By Eldon Hinchliffe, Affinis Design for Faversham Creek Trust

A preliminary drawing showing the proposal for reed beds acting as an additional sewage treatment plant.


The sewage works treating Faversham’s sewage was already overloaded prior to the recent construction of large new housing estates and nothing has been done to increase capacity to cope with even more sewage. This has resulted in the continuous discharge of only partially treated sewage into Faversham Creek via an outfall that is only supposed to be used during very wet weather and on falling tides only.


This pollution of Faversham Creek cannot be allowed to continue and there is probably only limited scope for increasing the capacity of the existing works by conventional means. This continuous discharge is an ecological disaster, but there may be an ecological solution.

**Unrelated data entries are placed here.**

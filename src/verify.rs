//! Site Availability Verification
//!
//! Fetches both per-site resources for every configured launch site and
//! reports which sites are currently answering with live data.
//!
//! Run this before a launch window to see which panels will need the
//! sample-data fallback.

use crate::aggregate::score_from_payload;
use crate::client::ConditionClient;
use crate::model::{ConditionRequest, ConditionResult, Location, WeatherReport};
use chrono::Utc;
use futures::future::join_all;
use serde::Serialize;

// ============================================================================
// Verification Results
// ============================================================================

#[derive(Debug, Clone, Serialize)]
pub struct VerificationReport {
    pub timestamp: String,
    pub results: Vec<SiteVerification>,
    pub summary: VerificationSummary,
}

#[derive(Debug, Clone, Default, PartialEq, Serialize)]
pub struct VerificationSummary {
    pub total: usize,
    pub working: usize,
    pub rate_limited: usize,
    pub failed: usize,
}

#[derive(Debug, Clone, Serialize)]
pub struct ResourceCheck {
    pub responsive: bool,
    pub rate_limited: bool,
    pub error_message: Option<String>,
}

#[derive(Debug, Clone, Serialize)]
pub struct SiteVerification {
    pub location: Location,
    pub status: VerificationStatus,
    pub weather: ResourceCheck,
    pub launch_score: ResourceCheck,
    pub temperature: Option<f64>,
    pub composite_score: Option<f64>,
}

#[derive(Debug, Clone, Copy, Serialize, PartialEq, Eq)]
pub enum VerificationStatus {
    /// Both resources returned live data
    Success,
    /// Exactly one resource returned live data
    PartialSuccess,
    /// Neither returned data and at least one was rate limited
    RateLimited,
    Failed,
}

impl ResourceCheck {
    fn from_result(result: &ConditionResult) -> Self {
        match result {
            ConditionResult::Ok(_) => ResourceCheck {
                responsive: true,
                rate_limited: false,
                error_message: None,
            },
            ConditionResult::RateLimited => ResourceCheck {
                responsive: true,
                rate_limited: true,
                error_message: None,
            },
            ConditionResult::Failed(err) => ResourceCheck {
                responsive: false,
                rate_limited: false,
                error_message: Some(err.to_string()),
            },
        }
    }
}

// ============================================================================
// Per-site verification
// ============================================================================

fn site_status(weather: &ConditionResult, score: &ConditionResult) -> VerificationStatus {
    match (weather.is_ok(), score.is_ok()) {
        (true, true) => VerificationStatus::Success,
        (true, false) | (false, true) => VerificationStatus::PartialSuccess,
        (false, false) => {
            let limited = matches!(weather, ConditionResult::RateLimited)
                || matches!(score, ConditionResult::RateLimited);
            if limited {
                VerificationStatus::RateLimited
            } else {
                VerificationStatus::Failed
            }
        }
    }
}

pub async fn verify_site(
    weather_client: &ConditionClient,
    score_client: &ConditionClient,
    location: Location,
) -> SiteVerification {
    let request = ConditionRequest::live(location);
    let (weather, score) = futures::join!(weather_client.fetch(request), score_client.fetch(request));

    let temperature = weather
        .payload()
        .and_then(|p| WeatherReport::from_payload(p).ok())
        .and_then(|report| report.temperature);
    let composite_score = score.payload().and_then(score_from_payload);

    SiteVerification {
        location,
        status: site_status(&weather, &score),
        weather: ResourceCheck::from_result(&weather),
        launch_score: ResourceCheck::from_result(&score),
        temperature,
        composite_score,
    }
}

// ============================================================================
// Full Verification Runner
// ============================================================================

pub async fn verify_sites(
    weather_client: &ConditionClient,
    score_client: &ConditionClient,
    sites: &[Location],
) -> VerificationReport {
    let results = join_all(
        sites
            .iter()
            .map(|&location| verify_site(weather_client, score_client, location)),
    )
    .await;

    let mut summary = VerificationSummary {
        total: results.len(),
        ..Default::default()
    };
    for result in &results {
        match result.status {
            VerificationStatus::Success | VerificationStatus::PartialSuccess => summary.working += 1,
            VerificationStatus::RateLimited => summary.rate_limited += 1,
            VerificationStatus::Failed => summary.failed += 1,
        }
    }

    VerificationReport {
        timestamp: Utc::now().to_rfc3339(),
        results,
        summary,
    }
}

fn describe(check: &ResourceCheck) -> String {
    if check.rate_limited {
        "rate limited".to_string()
    } else if check.responsive {
        "ok".to_string()
    } else {
        check.error_message.clone().unwrap_or_else(|| "Unknown".to_string())
    }
}

pub fn print_summary(report: &VerificationReport) {
    println!("\n═══════════════════════════════════════════════════════════");
    println!("🚀 SITE AVAILABILITY  ({})", report.timestamp);
    println!("═══════════════════════════════════════════════════════════");
    println!();

    for result in &report.results {
        let marker = match result.status {
            VerificationStatus::Success => "✓",
            VerificationStatus::PartialSuccess => "⚠",
            VerificationStatus::RateLimited => "⏳",
            VerificationStatus::Failed => "✗",
        };
        println!(
            "  {} {:<26} weather: {:<14} score: {}",
            marker,
            result.location.as_str(),
            describe(&result.weather),
            describe(&result.launch_score)
        );
    }
    println!();

    let s = &report.summary;
    println!(
        "Sites: {}/{} working  ({} rate limited, {} failed)",
        s.working, s.total, s.rate_limited, s.failed
    );
    let success_rate = if s.total > 0 {
        (s.working as f64 / s.total as f64) * 100.0
    } else {
        0.0
    };
    println!("Overall Success Rate: {:.1}%", success_rate);
    println!("═══════════════════════════════════════════════════════════");
}
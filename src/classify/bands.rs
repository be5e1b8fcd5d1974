//! Four-band score classification.
//!
//! Maps a 0–100 score (composite launch score or any sub-score) to a severity
//! band, a display color, and a fixed message. The classifier does not know
//! which resource produced the number.

use serde::Serialize;
use std::fmt;

/// Lower bound (inclusive) of the marginal band.
pub const MARGINAL_FLOOR: f64 = 40.0;
/// Lower bound (inclusive) of the good band.
pub const GOOD_FLOOR: f64 = 60.0;
/// Lower bound (inclusive) of the excellent band.
pub const EXCELLENT_FLOOR: f64 = 80.0;

/// Score severity bands, in ascending order of readiness.
#[derive(Debug, Clone, Copy, PartialEq, Eq, PartialOrd, Ord, Hash, Serialize)]
#[serde(rename_all = "lowercase")]
pub enum ScoreBand {
    /// No score was available.
    Unknown,
    Critical,
    Marginal,
    Good,
    Excellent,
}

impl ScoreBand {
    pub fn color(&self) -> BandColor {
        match self {
            ScoreBand::Unknown => BandColor::Gray,
            ScoreBand::Critical => BandColor::Red,
            ScoreBand::Marginal => BandColor::Orange,
            ScoreBand::Good => BandColor::Yellow,
            ScoreBand::Excellent => BandColor::Green,
        }
    }

    pub fn message(&self) -> &'static str {
        match self {
            ScoreBand::Unknown => "No data available",
            ScoreBand::Critical => "Launch conditions are unfavorable",
            ScoreBand::Marginal => "Launch conditions are marginal",
            ScoreBand::Good => "Launch conditions are good",
            ScoreBand::Excellent => "Launch conditions are excellent",
        }
    }
}

impl fmt::Display for ScoreBand {
    fn fmt(&self, f: &mut fmt::Formatter<'_>) -> fmt::Result {
        match self {
            ScoreBand::Unknown => write!(f, "unknown"),
            ScoreBand::Critical => write!(f, "critical"),
            ScoreBand::Marginal => write!(f, "marginal"),
            ScoreBand::Good => write!(f, "good"),
            ScoreBand::Excellent => write!(f, "excellent"),
        }
    }
}

/// Display color for a band.
#[derive(Debug, Clone, Copy, PartialEq, Eq, Hash, Serialize)]
#[serde(rename_all = "lowercase")]
pub enum BandColor {
    Red,
    Orange,
    Yellow,
    Green,
    Gray,
}

impl fmt::Display for BandColor {
    fn fmt(&self, f: &mut fmt::Formatter<'_>) -> fmt::Result {
        match self {
            BandColor::Red => write!(f, "red"),
            BandColor::Orange => write!(f, "orange"),
            BandColor::Yellow => write!(f, "yellow"),
            BandColor::Green => write!(f, "green"),
            BandColor::Gray => write!(f, "gray"),
        }
    }
}

/// Result of classifying one score.
#[derive(Debug, Clone, Copy, PartialEq, Serialize)]
pub struct ScoreClassification {
    pub band: ScoreBand,
    pub color: BandColor,
    pub message: &'static str,
}

/// Picks the band for a score. Bands are closed below and open above;
/// anything under 40 (negatives included) is critical and anything from
/// 80 up is excellent. `0` is a real score. NaN has no band.
pub fn band_for(score: Option<f64>) -> ScoreBand {
    match score {
        None => ScoreBand::Unknown,
        Some(s) if s.is_nan() => ScoreBand::Unknown,
        Some(s) if s >= EXCELLENT_FLOOR => ScoreBand::Excellent,
        Some(s) if s >= GOOD_FLOOR => ScoreBand::Good,
        Some(s) if s >= MARGINAL_FLOOR => ScoreBand::Marginal,
        Some(_) => ScoreBand::Critical,
    }
}

/// Classifies a score into band, color and message. Never fails.
pub fn classify(score: Option<f64>) -> ScoreClassification {
    let band = band_for(score);
    ScoreClassification {
        band,
        color: band.color(),
        message: band.message(),
    }
}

The land to the North-East of the sewage works, beyond Clapgate Stream is low lying and relatively flat. If this was converted into reed beds the outfall could be diverted from the creek into the new reed beds. This form of secondary treatment of the partially treated sewage would also create an ecologically rich nature reserve for invertabrates, birds and even some small mammals. This could be made into an attraction for birdwatchers if a short board walk leading to a hide was constructed.


At the northern and eastern ends of the reed beds a system of soakaways would permit the already much more purified outflow to percolate down to the aquifer, receiving more purification by soil bacteria on the way. This would top-up the aquifer and thereby help to relieve the Increasing problem of water shortages in Kent. An overflow discharge pipe from the northernmost corner of the reed beds could discharge storm surges into Faversham Creek, but these surges will have benefitted from some secondary treatment in the reed beds en route to the creek.

Admittedly this would lead to the loss of some low grade agricultural land, but a precedent has already been set by the construction of the ‘Anesco’ photovoltaic solar generating site further up Clapgate Stream about 600 metres to the South of the proposed reed beds. Why not have two entirely different ‘green’ solutions to our problems in close proximity to each other?

In Faversham the outfall even discharges during incoming tides so pollution is carried upstream to the town. Pollution of rivers is a widespread problem and in turn it leads to pollution of the sea. It is in urgent need of solution and no one method will apply everywhere. But if this reed bed supplementary treatment of sewage proves successful it could also be applied to other problematic sewage works elsewhere in Kent and beyond. This could be anywhere where there is suitable fairly level land next to an over burdened sewage treatment works; and there are certainly more than enough candidates throughout the South East of England; and beyond. These reed beds would not only clean up sewage outfalls and return the water to the aquifer; they would also act as a carbon sink and help in the fight against global warming.